**What is expected**
Using the data below, gather each line that includes the word "DatabaseOptions".

**Provided records**
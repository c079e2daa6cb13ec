//! Construction options for the table registry.

use serde::{Deserialize, Serialize};

use crate::storage::INTERNAL_VARS_TABLE;

/// Options handed to `Database::attach`.
#[derive(Debug, Clone, Default, PartialEq, Serialize, Deserialize)]
pub struct DatabaseOptions {
    /// Connection URL of the backing store.
    pub url: String,

    /// Tables to declare. Absent means only the internal variables table.
    #[serde(default, skip_serializing_if = "Option::is_none")]
    pub tables: Option<TableSpec>,
}

impl DatabaseOptions {
    pub fn new(url: impl Into<String>) -> Self {
        Self {
            url: url.into(),
            tables: None,
        }
    }

    pub fn with_tables(mut self, tables: impl Into<TableSpec>) -> Self {
        self.tables = Some(tables.into());
        self
    }

    /// The declared table list, normalized.
    pub fn declared_tables(&self) -> Vec<String> {
        TableSpec::normalize(self.tables.as_ref())
    }
}

/// A single table name or a list of (possibly null) names.
#[derive(Debug, Clone, PartialEq, Serialize, Deserialize)]
#[serde(untagged)]
pub enum TableSpec {
    Single(String),
    List(Vec<Option<String>>),
}

impl TableSpec {
    /// Flatten a table spec into the declared table list.
    ///
    /// Order is preserved, null entries and duplicates are dropped, and
    /// [`INTERNAL_VARS_TABLE`] is appended when missing.
    pub fn normalize(spec: Option<&TableSpec>) -> Vec<String> {
        let mut names: Vec<String> = Vec::new();
        let mut push = |name: &str| {
            if !names.iter().any(|n| n == name) {
                names.push(name.to_string());
            }
        };

        match spec {
            None => {}
            Some(TableSpec::Single(name)) => push(name),
            Some(TableSpec::List(entries)) => {
                for name in entries.iter().flatten() {
                    push(name);
                }
            }
        }
        push(INTERNAL_VARS_TABLE);

        names
    }
}

impl From<&str> for TableSpec {
    fn from(name: &str) -> Self {
        TableSpec::Single(name.to_string())
    }
}

impl From<String> for TableSpec {
    fn from(name: String) -> Self {
        TableSpec::Single(name)
    }
}

impl From<Vec<String>> for TableSpec {
    fn from(names: Vec<String>) -> Self {
        TableSpec::List(names.into_iter().map(Some).collect())
    }
}

impl From<Vec<&str>> for TableSpec {
    fn from(names: Vec<&str>) -> Self {
        TableSpec::List(names.into_iter().map(|n| Some(n.to_string())).collect())
    }
}

impl From<Vec<Option<String>>> for TableSpec {
    fn from(names: Vec<Option<String>>) -> Self {
        TableSpec::List(names)
    }
}
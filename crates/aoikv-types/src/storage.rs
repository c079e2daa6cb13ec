//! Storage types for aoikv.
//!
//! A table holds documents of the shape `{ key, value }`. The key is the
//! composite key (`key` or `key_id`); the value is an arbitrary JSON value.

use serde::{Deserialize, Serialize};

/// Name of the table the host framework keeps its own variables in.
/// Always registered, whatever the caller declares.
pub const INTERNAL_VARS_TABLE: &str = "__aoijs_vars__";

/// Keys that are read back verbatim and never replaced by a variable default.
pub const RESERVED_KEYS: [&str; 3] = ["cooldown", "setTimeout", "ticketChannel"];

/// Longest table name accepted by [`is_valid_table_name`].
pub const MAX_TABLE_NAME_LEN: usize = 64;

/// A single stored document.
#[derive(Debug, Clone, PartialEq, Serialize, Deserialize)]
pub struct Record {
    /// Composite key the document is stored under.
    pub key: String,
    pub value: serde_json::Value,
}

impl Record {
    pub fn new(key: impl Into<String>, value: serde_json::Value) -> Self {
        Self {
            key: key.into(),
            value,
        }
    }
}

/// Returns true if `key` is one of the [`RESERVED_KEYS`].
pub fn is_reserved_key(key: &str) -> bool {
    RESERVED_KEYS.contains(&key)
}

/// Whether `name` can back a table.
///
/// Non-empty, at most [`MAX_TABLE_NAME_LEN`] bytes, ASCII alphanumerics,
/// `_` and `-` only.
pub fn is_valid_table_name(name: &str) -> bool {
    !name.is_empty()
        && name.len() <= MAX_TABLE_NAME_LEN
        && name
            .bytes()
            .all(|b| b.is_ascii_alphanumeric() || b == b'_' || b == b'-')
}

#[cfg(test)]
mod tests {
    use super::*;

    #[test]
    fn test_record_serialize() {
        let record = Record::new("balance_user1", serde_json::json!(100));
        let json = serde_json::to_string(&record).unwrap();
        assert_eq!(json, r#"{"key":"balance_user1","value":100}"#);
    }

    #[test]
    fn test_reserved_keys() {
        assert!(is_reserved_key("cooldown"));
        assert!(is_reserved_key("setTimeout"));
        assert!(is_reserved_key("ticketChannel"));
        assert!(!is_reserved_key("Cooldown"));
        assert!(!is_reserved_key("balance"));
    }

    #[test]
    fn test_valid_table_names() {
        assert!(is_valid_table_name("economy"));
        assert!(is_valid_table_name(INTERNAL_VARS_TABLE));
        assert!(is_valid_table_name("guild-settings2"));
    }

    #[test]
    fn test_invalid_table_names() {
        assert!(!is_valid_table_name(""));
        assert!(!is_valid_table_name("drop table"));
        assert!(!is_valid_table_name("a\"b"));
        assert!(!is_valid_table_name(&"x".repeat(MAX_TABLE_NAME_LEN + 1)));
    }
}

**Solved problem**
pub struct DatabaseOptions {
impl DatabaseOptions {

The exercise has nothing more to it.